** Opening Record extracts block **

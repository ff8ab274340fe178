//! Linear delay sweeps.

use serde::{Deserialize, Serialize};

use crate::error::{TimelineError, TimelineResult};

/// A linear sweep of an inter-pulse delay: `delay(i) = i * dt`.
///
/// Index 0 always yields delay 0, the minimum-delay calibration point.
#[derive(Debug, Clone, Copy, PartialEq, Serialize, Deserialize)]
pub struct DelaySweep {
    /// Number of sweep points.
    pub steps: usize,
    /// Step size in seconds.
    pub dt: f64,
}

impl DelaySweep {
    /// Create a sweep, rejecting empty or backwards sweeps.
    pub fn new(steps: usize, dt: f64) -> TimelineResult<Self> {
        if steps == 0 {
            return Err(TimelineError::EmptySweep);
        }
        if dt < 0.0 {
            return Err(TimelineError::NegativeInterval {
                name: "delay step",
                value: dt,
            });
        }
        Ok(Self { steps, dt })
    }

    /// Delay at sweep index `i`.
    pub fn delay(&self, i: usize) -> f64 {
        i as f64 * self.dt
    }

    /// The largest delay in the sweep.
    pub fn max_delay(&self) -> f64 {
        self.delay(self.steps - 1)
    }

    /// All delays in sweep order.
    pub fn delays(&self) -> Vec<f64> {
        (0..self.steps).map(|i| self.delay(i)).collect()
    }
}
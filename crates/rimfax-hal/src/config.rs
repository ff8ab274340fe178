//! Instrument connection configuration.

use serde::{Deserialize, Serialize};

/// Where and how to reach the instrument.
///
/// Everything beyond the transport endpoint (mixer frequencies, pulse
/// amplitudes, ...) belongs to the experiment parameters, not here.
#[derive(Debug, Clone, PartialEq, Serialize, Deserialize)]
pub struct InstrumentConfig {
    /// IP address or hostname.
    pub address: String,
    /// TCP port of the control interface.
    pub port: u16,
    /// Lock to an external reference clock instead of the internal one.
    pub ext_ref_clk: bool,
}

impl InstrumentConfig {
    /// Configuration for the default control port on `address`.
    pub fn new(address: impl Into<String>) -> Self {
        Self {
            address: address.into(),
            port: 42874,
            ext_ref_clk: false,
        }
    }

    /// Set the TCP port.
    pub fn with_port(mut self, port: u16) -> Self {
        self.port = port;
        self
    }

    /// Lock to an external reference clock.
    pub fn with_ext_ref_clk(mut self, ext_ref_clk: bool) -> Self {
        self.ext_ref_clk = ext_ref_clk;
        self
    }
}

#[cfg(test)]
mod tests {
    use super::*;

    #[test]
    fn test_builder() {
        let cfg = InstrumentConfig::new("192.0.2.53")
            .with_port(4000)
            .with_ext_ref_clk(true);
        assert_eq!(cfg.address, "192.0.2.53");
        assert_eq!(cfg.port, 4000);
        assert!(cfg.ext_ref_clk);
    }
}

** Closing Record extracts block **
** Opening Record extracts block **

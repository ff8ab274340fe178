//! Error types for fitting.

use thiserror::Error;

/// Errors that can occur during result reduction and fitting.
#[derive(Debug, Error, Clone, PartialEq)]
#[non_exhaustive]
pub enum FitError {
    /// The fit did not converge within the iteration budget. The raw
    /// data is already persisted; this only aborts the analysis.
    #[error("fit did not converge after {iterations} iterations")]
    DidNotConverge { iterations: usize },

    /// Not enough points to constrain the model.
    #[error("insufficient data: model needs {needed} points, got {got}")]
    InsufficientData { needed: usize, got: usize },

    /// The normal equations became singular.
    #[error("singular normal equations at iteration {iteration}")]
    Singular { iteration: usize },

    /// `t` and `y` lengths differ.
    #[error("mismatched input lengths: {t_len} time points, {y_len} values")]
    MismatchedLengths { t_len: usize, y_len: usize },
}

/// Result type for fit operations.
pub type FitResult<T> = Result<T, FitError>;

** Closing Record extracts block **

> Task item:
Beginning with the line holding "Linear delay sweeps." and ending with the line holding "in sweep order.", write out the stretch of material above exactly; add no further lines.

> Exercise result:
//! Linear delay sweeps.

use serde::{Deserialize, Serialize};

use crate::error::{TimelineError, TimelineResult};

/// A linear sweep of an inter-pulse delay: `delay(i) = i * dt`.
///
/// Index 0 always yields delay 0, the minimum-delay calibration point.
#[derive(Debug, Clone, Copy, PartialEq, Serialize, Deserialize)]
pub struct DelaySweep {
    /// Number of sweep points.
    pub steps: usize,
    /// Step size in seconds.
    pub dt: f64,
}

impl DelaySweep {
    /// Create a sweep, rejecting empty or backwards sweeps.
    pub fn new(steps: usize, dt: f64) -> TimelineResult<Self> {
        if steps == 0 {
            return Err(TimelineError::EmptySweep);
        }
        if dt < 0.0 {
            return Err(TimelineError::NegativeInterval {
                name: "delay step",
                value: dt,
            });
        }
        Ok(Self { steps, dt })
    }

    /// Delay at sweep index `i`.
    pub fn delay(&self, i: usize) -> f64 {
        i as f64 * self.dt
    }

    /// The largest delay in the sweep.
    pub fn max_delay(&self) -> f64 {
        self.delay(self.steps - 1)
    }

    /// All delays in sweep order.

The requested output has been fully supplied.